Le jazz compte autant d'histoires de rédemptions que de hontes. Après l'épisode de la cymbale, Parker s'isole des mois entiers. A son retour, il estourbit toute la concurrence. Flanagan portera le statut de sideman à son sommet et réenregistrera Giant Steps pour exorciser l'Histoire. Mobley joue quelques mois au sein du quintet de Miles (il figure sur 2 excellents enregistrements live du quintet). Le son nouveau qu'il a rebâti auprès du potentat, en dépit des remontrances, va lui permettre de changer de gabarit. Le musicien aura trouvé des diamants dans sa bile.

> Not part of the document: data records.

// Copyright 2023-Present Datadog, Inc. https://www.datadoghq.com/
// SPDX-License-Identifier: Apache-2.0

//! Health counters of the upstream event queue.
//!
//! Writers bump the counters from any thread without locking; the snapshot
//! assembler swaps every counter back to zero once per cycle. Each field is
//! swapped independently, so a snapshot is consistent per field only.

use std::sync::atomic::{AtomicI64, Ordering};

#[derive(Debug, Default)]
pub struct QueueStats {
    num_sent: AtomicI64,
    num_overflowed: AtomicI64,
    num_failed: AtomicI64,
    total_events: AtomicI64,
    queue_largest: AtomicI64,
}

/// Values of [`QueueStats`] taken at flush time
#[derive(Clone, Copy, Debug, Default, PartialEq, Eq)]
pub struct QueueStatsSnapshot {
    pub num_sent: i64,
    pub num_overflowed: i64,
    pub num_failed: i64,
    pub total_events: i64,
    pub queue_largest: i64,
}

impl QueueStats {
    #[must_use]
    pub fn new() -> Self {
        Self::default()
    }

    pub fn add_sent(&self, n: i64) {
        self.num_sent.fetch_add(n, Ordering::Relaxed);
    }

    pub fn add_overflowed(&self, n: i64) {
        self.num_overflowed.fetch_add(n, Ordering::Relaxed);
    }

    pub fn add_failed(&self, n: i64) {
        self.num_failed.fetch_add(n, Ordering::Relaxed);
    }

    pub fn add_total(&self, n: i64) {
        self.total_events.fetch_add(n, Ordering::Relaxed);
    }

    /// Raises the queue high-water mark to `count` if it is larger.
    pub fn set_queue_largest(&self, count: i64) {
        let mut current = self.queue_largest.load(Ordering::Relaxed);
        while count > current {
            match self.queue_largest.compare_exchange_weak(
                current,
                count,
                Ordering::Relaxed,
                Ordering::Relaxed,
            ) {
                Ok(_) => return,
                Err(actual) => current = actual,
            }
        }
    }

    /// Returns the current values and resets every counter to zero.
    pub fn copy_and_reset(&self) -> QueueStatsSnapshot {
        QueueStatsSnapshot {
            num_sent: self.num_sent.swap(0, Ordering::Relaxed),
            num_overflowed: self.num_overflowed.swap(0, Ordering::Relaxed),
            num_failed: self.num_failed.swap(0, Ordering::Relaxed),
            total_events: self.total_events.swap(0, Ordering::Relaxed),
            queue_largest: self.queue_largest.swap(0, Ordering::Relaxed),
        }
    }

    /// Current values without resetting
    #[must_use]
    pub fn peek(&self) -> QueueStatsSnapshot {
        QueueStatsSnapshot {
            num_sent: self.num_sent.load(Ordering::Relaxed),
            num_overflowed: self.num_overflowed.load(Ordering::Relaxed),
            num_failed: self.num_failed.load(Ordering::Relaxed),
            total_events: self.total_events.load(Ordering::Relaxed),
            queue_largest: self.queue_largest.load(Ordering::Relaxed),
        }
    }
}
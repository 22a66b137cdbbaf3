// Copyright 2023-Present Datadog, Inc. https://www.datadoghq.com/
// SPDX-License-Identifier: Apache-2.0

/// Errors raised while creating, recording into or encoding a latency histogram
#[derive(Debug, thiserror::Error)]
pub enum HistogramError {
    #[error("Invalid histogram configuration: {0}")]
    Creation(String),

    #[error("value to large to record: {value}")]
    Record { value: u64 },

    #[error("Failed to serialize histogram: {0}")]
    Serialize(String),

    #[error("Failed to compress histogram: {0}")]
    Compress(#[from] std::io::Error),
}

/// Errors raised while assembling the outgoing metrics message
#[derive(Debug, thiserror::Error)]
pub enum SnapshotError {
    #[error("Failed to encode metrics message: {0}")]
    Encode(#[from] bson::ser::Error),
}

/// Errors raised by configuration validation
#[derive(Debug, PartialEq, Eq, thiserror::Error)]
pub enum ConfigError {
    #[error("Histogram precision must be between 0 and 5, got {0}")]
    InvalidPrecision(u8),

    #[error("Transaction capacity must be greater than 0")]
    InvalidCapacity,

    #[error("Flush interval must be greater than 0")]
    InvalidInterval,
}

/// Errors reported by a transport when handing off a metrics message
#[derive(Debug, thiserror::Error)]
pub enum TransportError {
    #[error("Failed to send metrics message: {0}")]
    Send(String),
}
// Copyright 2023-Present Datadog, Inc. https://www.datadoghq.com/
// SPDX-License-Identifier: Apache-2.0

use std::sync::atomic::{AtomicI64, Ordering};

/// Request counters maintained by the sampler and reported once per cycle.
#[derive(Debug, Default)]
pub struct RateCounts {
    requested: AtomicI64,
    sampled: AtomicI64,
    limited: AtomicI64,
    traced: AtomicI64,
    through: AtomicI64,
}

#[derive(Clone, Copy, Debug, Default, PartialEq, Eq)]
pub struct RateCountsSnapshot {
    pub requested: i64,
    pub sampled: i64,
    pub limited: i64,
    pub traced: i64,
    pub through: i64,
}

impl RateCounts {
    #[must_use]
    pub fn new() -> Self {
        Self::default()
    }

    /// A request reached the sampling decision
    pub fn inc_requested(&self) {
        self.requested.fetch_add(1, Ordering::Relaxed);
    }

    /// The sample rate selected the request
    pub fn inc_sampled(&self) {
        self.sampled.fetch_add(1, Ordering::Relaxed);
    }

    /// The token bucket was empty
    pub fn inc_limited(&self) {
        self.limited.fetch_add(1, Ordering::Relaxed);
    }

    /// The request was traced
    pub fn inc_traced(&self) {
        self.traced.fetch_add(1, Ordering::Relaxed);
    }

    /// The request was traced because an upstream service decided so
    pub fn inc_through(&self) {
        self.through.fetch_add(1, Ordering::Relaxed);
    }

    pub fn flush(&self) -> RateCountsSnapshot {
        RateCountsSnapshot {
            requested: self.requested.swap(0, Ordering::Relaxed),
            sampled: self.sampled.swap(0, Ordering::Relaxed),
            limited: self.limited.swap(0, Ordering::Relaxed),
            traced: self.traced.swap(0, Ordering::Relaxed),
            through: self.through.swap(0, Ordering::Relaxed),
        }
    }
}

1966-1967 : vache à lait du catalogue Blue Note

Hank Mobley découvre (hélas) l'héroïne à la fin des années 50. Toute sa vie, il lui faudra se battre avec les tourments de la dépendance. Pourtant, sa première incarcération pour ces sombres histoires de came a lieu 3 ans avant qu'il ne touche à cette saloperie pour la première fois. On vous parle d'une époque où les flics étaient commissionnés dès qu'ils arrêtaient un toxicomane (ou, en l'espèce, un supposé toxicomane) : les musiciens de jazz étaient des proies faciles et les victimes collatérales de ce système absurde, les sacrificiés sur l'autel de tous les bidouillages illégaux de la part d'une police immorale et corrompue. En 64, quand Mobley se fait arrêter en possession d'une petite quantité d'héroïne, il est bel et bien dépendant de cette merde qui brise autour de lui tant de musiciens de talent ; il se retrouve derrière les barreaux pour la troisième fois de son existence, subissant les conséquences d'une injuste probation initiale. A l'ombre, Mobley s'évade en composant. Il confie ses feuillets au pianiste et arrangeur Duke Pearson (qui a pris du galon chez Blue Note) et lui demande d'écrire les arrangements de chaque morceau, en spécifiant la formule particulière qu'il imagine. "Tu peux écrire ça en une journée alors qu'il me faudrait des semaines pour en arriver à bout", lui dit le saxophoniste en guise de remerciement. Cette remarque est juste : l'autre Duke est l'un des scribes les plus doués du jazz. 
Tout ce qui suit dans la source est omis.